Record extracts:
//! Predicate analysis
//!
//! Classifies conjuncts for the planner (scan vs. join vs. constant),
//! collects column references, validates GROUP BY coverage, and normalizes
//! simple comparisons into column-op-literal form.

use crate::error::{Error, Result};
use crate::ir::expr::{
    column_var_of, expr_ref, BinOper, BinaryOp, ColumnVar, Expr, ExprRef, Qualifier, WhichRow,
};
use crate::types::sql_type::TypeKind;
use std::collections::{BTreeMap, HashSet};
use std::sync::Arc;

impl Expr {
    /// Appends this predicate to one of the three lists: conjunctions are
    /// flattened, and every other node lands in `join`, `scan` or `consts`
    /// by the number of range-table entries it references.
    pub fn group_predicates(
        self: Arc<Self>,
        scan: &mut Vec<ExprRef>,
        join: &mut Vec<ExprRef>,
        consts: &mut Vec<ExprRef>,
    ) {
        match &*self {
            Expr::BinOper(b) if b.optype == BinaryOp::And => {
                b.left.clone().group_predicates(scan, join, consts);
                b.right.clone().group_predicates(scan, join, consts);
            }
            Expr::ColumnVar(c) => {
                if c.type_info.kind == TypeKind::Boolean {
                    scan.push(self.clone());
                }
            }
            Expr::Var(v) => {
                if v.col.type_info.kind == TypeKind::Boolean {
                    scan.push(self.clone());
                }
            }
            Expr::Constant(_) | Expr::Subquery(_) => {}
            _ => {
                let mut rte_set = HashSet::new();
                self.collect_rte_idx(&mut rte_set);
                match rte_set.len() {
                    0 => consts.push(self),
                    1 => scan.push(self),
                    _ => join.push(self),
                }
            }
        }
    }

    /// The transitive union of range-table indices referenced by column
    /// variables in this subtree.
    pub fn collect_rte_idx(&self, rte_set: &mut HashSet<i32>) {
        match self {
            Expr::ColumnVar(c) => {
                rte_set.insert(c.rte_idx);
            }
            Expr::Var(v) => {
                rte_set.insert(v.col.rte_idx);
            }
            Expr::Constant(_) | Expr::Subquery(_) => {}
            Expr::UOper(u) => u.operand.collect_rte_idx(rte_set),
            Expr::BinOper(b) => {
                b.left.collect_rte_idx(rte_set);
                b.right.collect_rte_idx(rte_set);
            }
            Expr::InValues(iv) => {
                iv.arg.collect_rte_idx(rte_set);
                for v in &iv.value_list {
                    v.collect_rte_idx(rte_set);
                }
            }
            Expr::CharLength(c) => c.arg.collect_rte_idx(rte_set),
            Expr::Like(l) => {
                l.arg.collect_rte_idx(rte_set);
                l.like_expr.collect_rte_idx(rte_set);
                if let Some(escape) = &l.escape_expr {
                    escape.collect_rte_idx(rte_set);
                }
            }
            Expr::Agg(a) => {
                if let Some(arg) = &a.arg {
                    arg.collect_rte_idx(rte_set);
                }
            }
            Expr::Case(c) => {
                for (when, then) in &c.when_then_list {
                    when.collect_rte_idx(rte_set);
                    then.collect_rte_idx(rte_set);
                }
                if let Some(else_expr) = &c.else_expr {
                    else_expr.collect_rte_idx(rte_set);
                }
            }
            Expr::Extract(e) => e.from_expr.collect_rte_idx(rte_set),
            Expr::Datetrunc(d) => d.from_expr.collect_rte_idx(rte_set),
        }
    }

    /// Accumulates the column variables referenced in this subtree, keyed
    /// and ordered by (table_id, column_id). With `include_agg` false the
    /// walk does not descend into aggregate arguments.
    pub fn collect_column_var(
        &self,
        colvar_set: &mut BTreeMap<(i32, i32), ColumnVar>,
        include_agg: bool,
    ) {
        match self {
            Expr::ColumnVar(_) | Expr::Var(_) => {
                let c = column_var_of(self).expect("column variable");
                colvar_set
                    .entry((c.table_id, c.column_id))
                    .or_insert_with(|| c.clone());
            }
            Expr::Constant(_) | Expr::Subquery(_) => {}
            Expr::UOper(u) => u.operand.collect_column_var(colvar_set, include_agg),
            Expr::BinOper(b) => {
                b.left.collect_column_var(colvar_set, include_agg);
                b.right.collect_column_var(colvar_set, include_agg);
            }
            Expr::InValues(iv) => {
                iv.arg.collect_column_var(colvar_set, include_agg);
                for v in &iv.value_list {
                    v.collect_column_var(colvar_set, include_agg);
                }
            }
            Expr::CharLength(c) => c.arg.collect_column_var(colvar_set, include_agg),
            Expr::Like(l) => {
                l.arg.collect_column_var(colvar_set, include_agg);
                l.like_expr.collect_column_var(colvar_set, include_agg);
                if let Some(escape) = &l.escape_expr {
                    escape.collect_column_var(colvar_set, include_agg);
                }
            }
            Expr::Agg(a) => {
                if include_agg {
                    if let Some(arg) = &a.arg {
                        arg.collect_column_var(colvar_set, include_agg);
                    }
                }
            }
            Expr::Case(c) => {
                for (when, then) in &c.when_then_list {
                    when.collect_column_var(colvar_set, include_agg);
                    then.collect_column_var(colvar_set, include_agg);
                }
                if let Some(else_expr) = &c.else_expr {
                    else_expr.collect_column_var(colvar_set, include_agg);
                }
            }
            Expr::Extract(e) => e.from_expr.collect_column_var(colvar_set, include_agg),
            Expr::Datetrunc(d) => d.from_expr.collect_column_var(colvar_set, include_agg),
        }
    }

    /// Checks that every column reference in this subtree is covered by the
    /// GROUP BY list. Free variables must already be group-by outputs.
    pub fn check_group_by(&self, groupby: &[ExprRef]) -> Result<()> {
        match self {
            Expr::Var(v) => {
                if v.which_row != WhichRow::GroupBy {
                    return Err(Error::InvalidVarInGroupBy);
                }
                Ok(())
            }
            Expr::ColumnVar(c) => {
                for e in groupby {
                    if let Some(gc) = column_var_of(e) {
                        if c.table_id == gc.table_id && c.column_id == gc.column_id {
                            return Ok(());
                        }
                    }
                }
                Err(Error::GroupByViolation)
            }
            Expr::UOper(u) => u.operand.check_group_by(groupby),
            Expr::BinOper(b) => {
                b.left.check_group_by(groupby)?;
                b.right.check_group_by(groupby)
            }
            Expr::Case(c) => {
                for (when, then) in &c.when_then_list {
                    when.check_group_by(groupby)?;
                    then.check_group_by(groupby)?;
                }
                if let Some(else_expr) = &c.else_expr {
                    else_expr.check_group_by(groupby)?;
                }
                Ok(())
            }
            Expr::Extract(e) => e.from_expr.check_group_by(groupby),
            Expr::Datetrunc(d) => d.from_expr.check_group_by(groupby),
            _ => Ok(()),
        }
    }

    /// Collects sub-expressions matched by `f`, deduplicated by structural
    /// equality. A matching node is not descended into.
    pub fn find_expr<'a>(&'a self, f: &dyn Fn(&Expr) -> bool, found: &mut Vec<&'a Expr>) {
        if f(self) {
            add_unique_ref(found, self);
            return;
        }
        match self {
            Expr::ColumnVar(_) | Expr::Var(_) | Expr::Constant(_) | Expr::Subquery(_) => {}
            Expr::UOper(u) => u.operand.find_expr(f, found),
            Expr::BinOper(b) => {
                b.left.find_expr(f, found);
                b.right.find_expr(f, found);
            }
            Expr::InValues(iv) => {
                iv.arg.find_expr(f, found);
                for v in &iv.value_list {
                    v.find_expr(f, found);
                }
            }
            Expr::CharLength(c) => c.arg.find_expr(f, found),
            Expr::Like(l) => {
                l.arg.find_expr(f, found);
                l.like_expr.find_expr(f, found);
                if let Some(escape) = &l.escape_expr {
                    escape.find_expr(f, found);
                }
            }
            Expr::Agg(a) => {
                if let Some(arg) = &a.arg {
                    arg.find_expr(f, found);
                }
            }
            Expr::Case(c) => {
                for (when, then) in &c.when_then_list {
                    when.find_expr(f, found);
                    then.find_expr(f, found);
                }
                if let Some(else_expr) = &c.else_expr {
                    else_expr.find_expr(f, found);
                }
            }
            Expr::Extract(e) => e.from_expr.find_expr(f, found),
            Expr::Datetrunc(d) => d.from_expr.find_expr(f, found),
        }
    }
}

fn add_unique_ref<'a>(found: &mut Vec<&'a Expr>, e: &'a Expr) {
    if !found.iter().any(|x| *x == e) {
        found.push(e);
    }
}

impl BinOper {
    /// Recognizes `<column> <cmp> <literal>` (or its mirror image) and
    /// returns a copy normalized to column-on-the-left, along with the
    /// column's range-table index. Anything else is not a simple predicate.
    pub fn normalize_simple_predicate(&self) -> Option<(ExprRef, i32)> {
        if !self.optype.is_comparison() || self.qualifier != Qualifier::One {
            return None;
        }
        match (&*self.left, &*self.right) {
            (Expr::ColumnVar(cv), Expr::Constant(_)) => {
                let copy = expr_ref(BinOper::new(
                    self.type_info.clone(),
                    self.optype,
                    self.qualifier,
                    self.left.deep_copy().ok()?,
                    self.right.deep_copy().ok()?,
                ));
                Some((copy, cv.rte_idx))
            }
            (Expr::Constant(_), Expr::ColumnVar(cv)) => {
                let copy = expr_ref(BinOper::new(
                    self.type_info.clone(),
                    self.optype.commute(),
                    self.qualifier,
                    self.right.deep_copy().ok()?,
                    self.left.deep_copy().ok()?,
                ));
                Some((copy, cv.rte_idx))
            }
            _ => None,
        }
    }
}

Your task:
The lines to show are those in the data above that include "UOper".

Solution to the exercise:
            Expr::UOper(u) => u.operand.collect_rte_idx(rte_set),
            Expr::UOper(u) => u.operand.collect_column_var(colvar_set, include_agg),
            Expr::UOper(u) => u.operand.check_group_by(groupby),
            Expr::UOper(u) => u.operand.find_expr(f, found),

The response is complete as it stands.